The assessment follows a series of four papers in this year’s Nature journals, which show the team has achieved some key steps in creating quantum computers: accurately holding and processing quantum information in one qubit; passing information between two qubits; and optimising processing efficiency.
Researchers at the UNSW node of the ARC Centre of Excellence for Quantum Computation and Communication Technology have achieved these steps using silicon, which is the base material currently used to build computers. Not only is it inexpensive and abundant, but there is already a trillion-dollar global industry geared to handling and manipulating silicon.

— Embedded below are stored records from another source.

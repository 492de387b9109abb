//! Email payload

use serde::{Deserialize, Serialize};

use crate::domain::communication::{
    display_names::{validate_names, DisplayName},
    email_addresses::EmailAddress,
    replacements::{placeholders, validate_html_replacements, Replacements},
    Party,
};

use super::PayloadError;

/// An outbound email, as submitted by the caller.
///
/// Missing fields default to empty text, and missing replacements to an
/// empty mapping.
#[derive(Clone, Debug, Default, PartialEq, Eq, Serialize, Deserialize)]
#[serde(default)]
pub struct EmailPayload {
    /// The sender's display name
    pub sender_name: String,

    /// The receiver's display name
    pub receiver_name: String,

    /// The sender's email address
    pub sender_addr: String,

    /// The receiver's email address
    pub receiver_addr: String,

    /// The HTML body, with `{placeholder}` tokens
    pub html: String,

    /// Values for the placeholders in the HTML body
    pub replacements: Replacements,
}

/// A payload that passed validation, with its names and addresses trimmed
#[derive(Clone, Debug, PartialEq, Eq)]
pub struct ValidatedPayload {
    /// The sender's display name
    pub sender_name: DisplayName,

    /// The receiver's display name
    pub receiver_name: DisplayName,

    /// The sender's email address
    pub sender_addr: EmailAddress,

    /// The receiver's email address
    pub receiver_addr: EmailAddress,

    /// The HTML body
    pub html: String,

    /// Values for the placeholders in the HTML body
    pub replacements: Replacements,
}

impl ValidatedPayload {
    /// The placeholder identifiers used in the HTML body, sorted
    pub fn placeholders(&self) -> Vec<String> {
        placeholders(&self.html)
            .into_iter()
            .map(str::to_string)
            .collect()
    }
}

/// Validates a payload, stopping at the first failure.
///
/// Names are checked first, then the sender's address, the receiver's
/// address, and finally the HTML placeholders against the replacements.
pub fn validate_email_payload(payload: &EmailPayload) -> Result<ValidatedPayload, PayloadError> {
    let (sender_name, receiver_name) =
        validate_names(&payload.sender_name, &payload.receiver_name)?;

    let sender_addr = EmailAddress::new(&payload.sender_addr)
        .map_err(PayloadError::invalid_email_address(Party::Sender))?;

    let receiver_addr = EmailAddress::new(&payload.receiver_addr)
        .map_err(PayloadError::invalid_email_address(Party::Receiver))?;

    validate_html_replacements(&payload.html, &payload.replacements)?;

    Ok(ValidatedPayload {
        sender_name,
        receiver_name,
        sender_addr,
        receiver_addr,
        html: payload.html.clone(),
        replacements: payload.replacements.clone(),
    })
}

Quantum computers will use the spin, or magnetic orientation, of individual electrons or atomic nuclei to represent data in their calculations. Two of the papers demonstrate that either phosphorus donor atoms or quantum dots within silicon can hold and process quantum information with more than 99 per cent accuracy.
Another paper shows that the phosphorus donor atoms within silicon have the capacity to link up and pass spin-encoded information between them. And the fourth paper outlines a method that can be used to determine where best to place the donor atoms within silicon crystals for maximum data processing efficiency.
Previously physicists from the same groups have shown it is possible to place individual atoms in silicon and to change the spin state of an individual phosphorus donor atom in a silicon crystal and to measure that change—in other words to write and read information in a quantum state, respectively.